------ Recorded information
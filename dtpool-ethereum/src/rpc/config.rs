use serde::{Deserialize, Serialize};

/// Configuration for RPC retry behavior.
///
/// Applies to idempotent requests only (reads, estimates, receipt lookups);
/// `eth_sendTransaction` is never retried by the client, since a blind resend
/// of a state-mutating call risks duplicate effects.
#[derive(Clone, Debug, PartialEq, Eq, Serialize, Deserialize)]
pub struct RpcRetryConfig {
    /// Maximum number of retry attempts for failed requests (default: 3)
    pub max_retries: usize,
    /// Initial backoff delay in milliseconds (default: 100ms)
    pub initial_backoff_ms: u64,
    /// Maximum backoff delay in milliseconds (default: 5000ms)
    pub max_backoff_ms: u64,
}

impl RpcRetryConfig {
    pub fn new(max_retries: usize, initial_backoff_ms: u64, max_backoff_ms: u64) -> Self {
        Self { max_retries, initial_backoff_ms, max_backoff_ms }
    }

    /// A config that disables retries entirely.
    pub fn disabled() -> Self {
        Self { max_retries: 0, ..Default::default() }
    }
}

impl Default for RpcRetryConfig {
    fn default() -> Self {
        Self { max_retries: 3, initial_backoff_ms: 100, max_backoff_ms: 5000 }
    }
}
------------
Work instructions = For each line above that carries the word "requests", copy it out.

Expected output =
/// Applies to idempotent requests only (reads, estimates, receipt lookups);
    /// Maximum number of retry attempts for failed requests (default: 3)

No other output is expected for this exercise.